▶ [Data for the task]
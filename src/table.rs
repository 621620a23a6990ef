use std::hash::Hash;

use fnv::FnvBuildHasher;
use hashbrown::HashMap;

use crate::heap::{EntryId, HeapTracked};

/// Where a node is in its unvisited → frontier → settled lifecycle.
/// Unvisited nodes have no entry at all.
#[derive(Debug, Clone, Copy, PartialEq, Eq)]
pub enum NodeState {
    /// In the table but not pushed yet.
    Discovered,
    /// Queued, at the given heap index.
    Frontier(usize),
    /// Popped from the heap; the distance is final.
    Settled,
}

#[derive(Debug, Clone)]
pub struct Entry<N, D> {
    pub node: N,
    pub distance: D,
    pub state: NodeState,
    /// Entry this one was reached from. `None` for sources.
    pub parent: Option<EntryId>,
}

impl<N, D> Entry<N, D> {
    pub fn is_settled(&self) -> bool {
        self.state == NodeState::Settled
    }
}

impl<N, D> HeapTracked for Entry<N, D> {
    fn heap_position(&self) -> Option<usize> {
        match self.state {
            NodeState::Frontier(position) => Some(position),
            NodeState::Discovered | NodeState::Settled => None,
        }
    }

    fn set_heap_position(&mut self, position: Option<usize>) {
        self.state = match position {
            Some(position) => NodeState::Frontier(position),
            None => NodeState::Settled,
        };
    }
}

/// Arena of search entries plus a node → entry index.
///
/// Entries are never removed, so an `EntryId` stays valid for the lifetime of
/// the table and the heap can refer to entries by id.
#[derive(Debug, Clone)]
pub struct DistanceTable<N, D> {
    entries: Vec<Entry<N, D>>,
    index: HashMap<N, EntryId, FnvBuildHasher>,
}

impl<N, D> Default for DistanceTable<N, D> {
    fn default() -> Self {
        Self {
            entries: Vec::new(),
            index: HashMap::with_hasher(FnvBuildHasher::default()),
        }
    }
}

impl<N, D> DistanceTable<N, D>
where
    N: Hash + Eq + Clone,
    D: Copy,
{
    pub fn new() -> Self {
        Self::default()
    }

    pub fn len(&self) -> usize {
        self.entries.len()
    }

    pub fn is_empty(&self) -> bool {
        self.entries.is_empty()
    }

    pub fn id_of(&self, node: &N) -> Option<EntryId> {
        self.index.get(node).copied()
    }

    pub fn entry(&self, id: EntryId) -> &Entry<N, D> {
        &self.entries[id]
    }

    pub fn entry_mut(&mut self, id: EntryId) -> &mut Entry<N, D> {
        &mut self.entries[id]
    }

    pub fn get(&self, node: &N) -> Option<&Entry<N, D>> {
        self.id_of(node).map(|id| &self.entries[id])
    }

    /// Best known distance, settled or not.
    pub fn distance(&self, node: &N) -> Option<D> {
        self.get(node).map(|e| e.distance)
    }

    /// `None` means the node has not been discovered yet.
    pub fn state(&self, node: &N) -> Option<NodeState> {
        self.get(node).map(|e| e.state)
    }

    /// Creates an entry for a node that is not in the table yet. The entry
    /// starts out `Discovered`; pushing it is the caller's job.
    pub fn insert(&mut self, node: N, distance: D, parent: Option<EntryId>) -> EntryId {
        debug_assert!(!self.index.contains_key(&node), "node inserted twice");
        let id = self.entries.len();
        self.index.insert(node.clone(), id);
        self.entries.push(Entry {
            node,
            distance,
            state: NodeState::Discovered,
            parent,
        });
        id
    }

    /// The arena itself, for heap operations.
    pub fn arena_mut(&mut self) -> &mut [Entry<N, D>] {
        &mut self.entries
    }

    pub fn iter(&self) -> impl Iterator<Item = &Entry<N, D>> {
        self.entries.iter()
    }

    pub fn settled(&self) -> impl Iterator<Item = &Entry<N, D>> {
        self.entries.iter().filter(|e| e.is_settled())
    }

    /// Nodes from the source that led to `id`, up to and including `id`.
    pub fn path_to(&self, id: EntryId) -> Vec<N> {
        let mut path = Vec::new();
        let mut cur = Some(id);
        while let Some(at) = cur {
            path.push(self.entries[at].node.clone());
            cur = self.entries[at].parent;
        }
        path.reverse();
        path
    }

    /// Distances of settled nodes only. Discovered and frontier distances
    /// may still shrink and are left out.
    pub fn into_settled_distances(self) -> HashMap<N, D, FnvBuildHasher> {
        let mut out = HashMap::with_capacity_and_hasher(self.entries.len(), FnvBuildHasher::default());
        for entry in self.entries {
            if entry.is_settled() {
                out.insert(entry.node, entry.distance);
            }
        }
        out
    }
}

▶ [Task objective] All lines that include the word "HeapTracked" must be copied from the material above.

▶ [Solution for this problem]
use crate::heap::{EntryId, HeapTracked};
impl<N, D> HeapTracked for Entry<N, D> {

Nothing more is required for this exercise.